Top of Given data
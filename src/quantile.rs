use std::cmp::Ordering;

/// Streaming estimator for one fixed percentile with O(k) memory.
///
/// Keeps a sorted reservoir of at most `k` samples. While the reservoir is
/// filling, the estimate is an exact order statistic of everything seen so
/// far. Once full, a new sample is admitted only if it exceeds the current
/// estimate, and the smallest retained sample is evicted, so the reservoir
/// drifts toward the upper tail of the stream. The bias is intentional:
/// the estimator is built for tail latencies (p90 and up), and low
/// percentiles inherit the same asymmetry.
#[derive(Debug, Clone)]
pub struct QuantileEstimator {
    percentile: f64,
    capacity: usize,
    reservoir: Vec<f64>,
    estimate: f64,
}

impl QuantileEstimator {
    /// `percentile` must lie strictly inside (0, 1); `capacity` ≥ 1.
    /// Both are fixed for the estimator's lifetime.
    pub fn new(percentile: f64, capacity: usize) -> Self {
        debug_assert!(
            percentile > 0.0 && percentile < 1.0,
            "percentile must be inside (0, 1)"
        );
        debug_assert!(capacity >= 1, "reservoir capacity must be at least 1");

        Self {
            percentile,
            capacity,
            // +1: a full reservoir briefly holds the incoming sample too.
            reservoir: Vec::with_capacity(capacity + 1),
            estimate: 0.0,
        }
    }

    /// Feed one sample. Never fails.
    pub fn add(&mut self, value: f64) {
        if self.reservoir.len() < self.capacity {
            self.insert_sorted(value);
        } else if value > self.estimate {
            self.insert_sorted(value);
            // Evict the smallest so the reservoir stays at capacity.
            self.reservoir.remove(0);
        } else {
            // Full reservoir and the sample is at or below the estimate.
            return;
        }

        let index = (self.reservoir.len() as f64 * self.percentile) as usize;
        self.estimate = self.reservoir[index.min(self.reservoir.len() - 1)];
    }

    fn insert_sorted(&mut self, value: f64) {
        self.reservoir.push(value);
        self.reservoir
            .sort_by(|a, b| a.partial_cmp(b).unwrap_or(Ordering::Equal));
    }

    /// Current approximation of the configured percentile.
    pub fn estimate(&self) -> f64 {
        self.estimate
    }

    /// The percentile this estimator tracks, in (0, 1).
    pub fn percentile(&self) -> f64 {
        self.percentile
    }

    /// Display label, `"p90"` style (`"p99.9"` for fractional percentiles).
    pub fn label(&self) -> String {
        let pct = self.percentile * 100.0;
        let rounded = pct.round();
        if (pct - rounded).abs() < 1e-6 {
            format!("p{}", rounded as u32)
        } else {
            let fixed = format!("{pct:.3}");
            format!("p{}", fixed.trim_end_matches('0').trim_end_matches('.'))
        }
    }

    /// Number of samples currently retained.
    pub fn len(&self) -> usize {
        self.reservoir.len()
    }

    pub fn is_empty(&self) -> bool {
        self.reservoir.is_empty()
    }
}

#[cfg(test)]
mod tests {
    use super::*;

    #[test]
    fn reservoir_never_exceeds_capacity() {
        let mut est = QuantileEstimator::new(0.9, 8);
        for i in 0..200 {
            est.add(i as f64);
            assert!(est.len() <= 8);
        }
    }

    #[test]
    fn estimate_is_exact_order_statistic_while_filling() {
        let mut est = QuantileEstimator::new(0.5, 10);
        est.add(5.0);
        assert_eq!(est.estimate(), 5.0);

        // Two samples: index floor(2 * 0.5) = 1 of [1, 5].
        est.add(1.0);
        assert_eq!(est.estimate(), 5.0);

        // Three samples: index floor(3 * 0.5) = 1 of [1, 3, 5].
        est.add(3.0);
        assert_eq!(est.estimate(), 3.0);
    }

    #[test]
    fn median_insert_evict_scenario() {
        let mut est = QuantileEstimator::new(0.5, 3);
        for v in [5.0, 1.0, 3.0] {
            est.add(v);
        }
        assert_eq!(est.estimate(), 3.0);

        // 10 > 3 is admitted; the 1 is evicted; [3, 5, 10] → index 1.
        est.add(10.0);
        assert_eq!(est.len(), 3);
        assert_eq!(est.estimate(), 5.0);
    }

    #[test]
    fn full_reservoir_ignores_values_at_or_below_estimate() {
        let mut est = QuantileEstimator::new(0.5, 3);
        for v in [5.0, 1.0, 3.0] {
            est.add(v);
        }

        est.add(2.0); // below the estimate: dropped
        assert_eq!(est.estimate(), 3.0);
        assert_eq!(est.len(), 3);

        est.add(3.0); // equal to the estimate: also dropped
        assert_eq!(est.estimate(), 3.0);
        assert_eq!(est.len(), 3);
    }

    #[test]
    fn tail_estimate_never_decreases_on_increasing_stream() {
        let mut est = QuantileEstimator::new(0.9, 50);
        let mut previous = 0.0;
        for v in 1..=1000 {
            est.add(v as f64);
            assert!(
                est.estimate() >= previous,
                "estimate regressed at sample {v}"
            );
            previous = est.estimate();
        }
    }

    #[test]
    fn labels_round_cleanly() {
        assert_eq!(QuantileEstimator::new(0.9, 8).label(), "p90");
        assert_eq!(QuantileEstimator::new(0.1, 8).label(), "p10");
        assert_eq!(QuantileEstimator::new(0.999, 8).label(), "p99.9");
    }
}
Bottom of Given data
Top of Given data
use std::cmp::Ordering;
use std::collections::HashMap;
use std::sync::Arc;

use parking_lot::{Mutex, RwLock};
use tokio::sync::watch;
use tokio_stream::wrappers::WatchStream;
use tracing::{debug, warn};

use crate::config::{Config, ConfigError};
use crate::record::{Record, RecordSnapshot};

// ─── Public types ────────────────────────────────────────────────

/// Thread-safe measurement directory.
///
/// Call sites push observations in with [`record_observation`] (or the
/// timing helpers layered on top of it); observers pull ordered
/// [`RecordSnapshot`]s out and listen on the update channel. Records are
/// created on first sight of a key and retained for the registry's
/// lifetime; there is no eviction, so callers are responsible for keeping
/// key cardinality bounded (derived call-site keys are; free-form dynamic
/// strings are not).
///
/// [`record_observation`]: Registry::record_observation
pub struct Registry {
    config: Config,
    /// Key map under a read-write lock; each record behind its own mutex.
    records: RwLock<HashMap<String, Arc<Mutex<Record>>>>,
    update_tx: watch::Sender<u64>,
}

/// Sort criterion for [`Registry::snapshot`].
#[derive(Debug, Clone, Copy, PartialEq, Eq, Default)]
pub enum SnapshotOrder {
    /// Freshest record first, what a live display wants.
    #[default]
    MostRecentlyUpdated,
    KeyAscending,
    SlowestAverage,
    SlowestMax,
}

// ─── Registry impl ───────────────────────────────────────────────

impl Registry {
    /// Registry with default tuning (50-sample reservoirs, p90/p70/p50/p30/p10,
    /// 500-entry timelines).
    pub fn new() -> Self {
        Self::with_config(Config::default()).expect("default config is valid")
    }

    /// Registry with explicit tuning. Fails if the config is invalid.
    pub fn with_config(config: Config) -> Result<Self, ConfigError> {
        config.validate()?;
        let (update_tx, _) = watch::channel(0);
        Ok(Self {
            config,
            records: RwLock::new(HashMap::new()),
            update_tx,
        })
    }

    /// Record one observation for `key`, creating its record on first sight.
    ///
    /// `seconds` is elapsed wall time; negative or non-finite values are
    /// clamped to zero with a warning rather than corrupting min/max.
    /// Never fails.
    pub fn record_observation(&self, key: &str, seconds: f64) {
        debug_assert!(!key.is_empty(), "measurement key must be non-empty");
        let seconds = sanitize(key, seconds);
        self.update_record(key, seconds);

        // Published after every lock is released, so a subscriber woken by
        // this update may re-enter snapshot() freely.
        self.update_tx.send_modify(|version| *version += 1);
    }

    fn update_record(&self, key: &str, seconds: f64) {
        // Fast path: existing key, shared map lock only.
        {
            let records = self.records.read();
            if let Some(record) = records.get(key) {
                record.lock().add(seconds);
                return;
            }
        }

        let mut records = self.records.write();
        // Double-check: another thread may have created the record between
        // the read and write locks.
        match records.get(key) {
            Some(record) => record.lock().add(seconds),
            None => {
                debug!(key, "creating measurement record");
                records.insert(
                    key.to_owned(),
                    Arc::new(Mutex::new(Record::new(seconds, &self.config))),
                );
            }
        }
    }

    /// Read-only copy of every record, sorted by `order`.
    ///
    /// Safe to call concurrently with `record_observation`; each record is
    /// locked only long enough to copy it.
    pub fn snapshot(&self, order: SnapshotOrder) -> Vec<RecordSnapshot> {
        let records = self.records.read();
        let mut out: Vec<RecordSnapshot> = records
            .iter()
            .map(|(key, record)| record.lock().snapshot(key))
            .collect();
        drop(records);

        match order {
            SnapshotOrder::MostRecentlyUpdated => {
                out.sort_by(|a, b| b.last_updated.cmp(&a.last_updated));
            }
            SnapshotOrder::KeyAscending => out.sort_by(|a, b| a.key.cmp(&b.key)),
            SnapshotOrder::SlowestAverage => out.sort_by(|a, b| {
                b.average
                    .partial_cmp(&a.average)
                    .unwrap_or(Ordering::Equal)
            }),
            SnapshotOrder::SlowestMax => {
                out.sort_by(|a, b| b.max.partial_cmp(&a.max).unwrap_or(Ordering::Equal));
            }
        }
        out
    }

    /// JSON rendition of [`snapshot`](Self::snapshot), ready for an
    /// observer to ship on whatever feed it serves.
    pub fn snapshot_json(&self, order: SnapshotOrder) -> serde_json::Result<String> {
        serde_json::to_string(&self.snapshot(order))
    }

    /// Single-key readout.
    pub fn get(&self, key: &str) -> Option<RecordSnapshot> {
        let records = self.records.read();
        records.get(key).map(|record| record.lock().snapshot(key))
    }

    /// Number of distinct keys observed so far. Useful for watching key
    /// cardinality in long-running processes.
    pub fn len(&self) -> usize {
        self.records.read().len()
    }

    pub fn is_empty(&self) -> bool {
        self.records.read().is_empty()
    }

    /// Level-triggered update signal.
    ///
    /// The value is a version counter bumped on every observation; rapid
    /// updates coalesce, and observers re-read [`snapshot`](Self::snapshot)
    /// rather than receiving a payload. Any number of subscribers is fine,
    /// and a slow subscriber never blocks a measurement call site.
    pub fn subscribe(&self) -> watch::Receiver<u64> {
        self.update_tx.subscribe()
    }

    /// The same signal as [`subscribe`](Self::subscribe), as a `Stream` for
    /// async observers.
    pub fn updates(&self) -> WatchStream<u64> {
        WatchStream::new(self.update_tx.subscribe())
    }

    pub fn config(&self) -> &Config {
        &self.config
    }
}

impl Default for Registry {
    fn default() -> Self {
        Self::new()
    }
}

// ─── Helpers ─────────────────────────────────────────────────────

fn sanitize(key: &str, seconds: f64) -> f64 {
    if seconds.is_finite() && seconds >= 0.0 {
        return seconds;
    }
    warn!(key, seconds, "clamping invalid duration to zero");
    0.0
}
Bottom of Given data
Top of Given data
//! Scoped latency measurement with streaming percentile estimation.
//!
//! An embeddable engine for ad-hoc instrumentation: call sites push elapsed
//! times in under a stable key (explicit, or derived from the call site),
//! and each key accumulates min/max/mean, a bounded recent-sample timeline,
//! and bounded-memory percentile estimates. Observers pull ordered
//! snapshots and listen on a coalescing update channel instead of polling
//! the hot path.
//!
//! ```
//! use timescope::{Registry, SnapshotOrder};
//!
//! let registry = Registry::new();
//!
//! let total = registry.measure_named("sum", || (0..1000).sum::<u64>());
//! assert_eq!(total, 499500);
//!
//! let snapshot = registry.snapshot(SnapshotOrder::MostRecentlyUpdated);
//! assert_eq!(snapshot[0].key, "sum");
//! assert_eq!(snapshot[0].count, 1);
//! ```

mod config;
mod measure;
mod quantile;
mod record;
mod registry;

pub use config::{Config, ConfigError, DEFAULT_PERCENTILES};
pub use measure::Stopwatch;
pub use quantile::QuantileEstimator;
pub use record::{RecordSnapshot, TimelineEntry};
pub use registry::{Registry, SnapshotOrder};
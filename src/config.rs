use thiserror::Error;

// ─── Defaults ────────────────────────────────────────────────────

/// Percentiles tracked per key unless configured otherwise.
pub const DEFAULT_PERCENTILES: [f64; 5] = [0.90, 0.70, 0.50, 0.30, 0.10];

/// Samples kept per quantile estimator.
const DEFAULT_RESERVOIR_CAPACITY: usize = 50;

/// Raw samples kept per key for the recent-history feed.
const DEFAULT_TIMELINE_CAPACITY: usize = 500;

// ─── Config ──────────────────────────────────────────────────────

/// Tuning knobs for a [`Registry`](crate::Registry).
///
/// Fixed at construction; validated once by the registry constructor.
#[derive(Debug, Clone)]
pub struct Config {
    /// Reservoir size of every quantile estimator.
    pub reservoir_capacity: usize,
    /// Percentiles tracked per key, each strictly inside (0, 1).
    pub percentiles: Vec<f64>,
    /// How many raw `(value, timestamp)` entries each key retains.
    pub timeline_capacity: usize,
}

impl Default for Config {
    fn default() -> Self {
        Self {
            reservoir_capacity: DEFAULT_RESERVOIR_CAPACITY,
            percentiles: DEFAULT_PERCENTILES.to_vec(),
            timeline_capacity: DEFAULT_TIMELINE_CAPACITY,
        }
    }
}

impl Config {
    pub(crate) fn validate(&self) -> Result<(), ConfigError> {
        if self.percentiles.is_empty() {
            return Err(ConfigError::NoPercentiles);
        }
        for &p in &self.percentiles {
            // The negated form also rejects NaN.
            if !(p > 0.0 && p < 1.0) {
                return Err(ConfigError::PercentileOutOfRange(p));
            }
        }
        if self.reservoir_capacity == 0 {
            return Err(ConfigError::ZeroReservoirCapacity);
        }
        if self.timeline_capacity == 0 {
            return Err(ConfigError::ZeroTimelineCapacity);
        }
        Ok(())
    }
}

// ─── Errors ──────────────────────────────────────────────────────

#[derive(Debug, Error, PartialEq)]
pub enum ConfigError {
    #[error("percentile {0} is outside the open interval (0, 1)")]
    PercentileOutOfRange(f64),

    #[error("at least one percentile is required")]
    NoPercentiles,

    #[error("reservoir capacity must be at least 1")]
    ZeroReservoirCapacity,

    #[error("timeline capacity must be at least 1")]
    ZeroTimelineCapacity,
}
Bottom of Given data
Task directions: Every line above from the line with "every quantile estimator." to the line with "if self.reservoir_capacity == 0", inclusive, must be returned exactly; no other line belongs in the reply.

Written response:
    /// Reservoir size of every quantile estimator.
    pub reservoir_capacity: usize,
    /// Percentiles tracked per key, each strictly inside (0, 1).
    pub percentiles: Vec<f64>,
    /// How many raw `(value, timestamp)` entries each key retains.
    pub timeline_capacity: usize,
}

impl Default for Config {
    fn default() -> Self {
        Self {
            reservoir_capacity: DEFAULT_RESERVOIR_CAPACITY,
            percentiles: DEFAULT_PERCENTILES.to_vec(),
            timeline_capacity: DEFAULT_TIMELINE_CAPACITY,
        }
    }
}

impl Config {
    pub(crate) fn validate(&self) -> Result<(), ConfigError> {
        if self.percentiles.is_empty() {
            return Err(ConfigError::NoPercentiles);
        }
        for &p in &self.percentiles {
            // The negated form also rejects NaN.
            if !(p > 0.0 && p < 1.0) {
                return Err(ConfigError::PercentileOutOfRange(p));
            }
        }
        if self.reservoir_capacity == 0 {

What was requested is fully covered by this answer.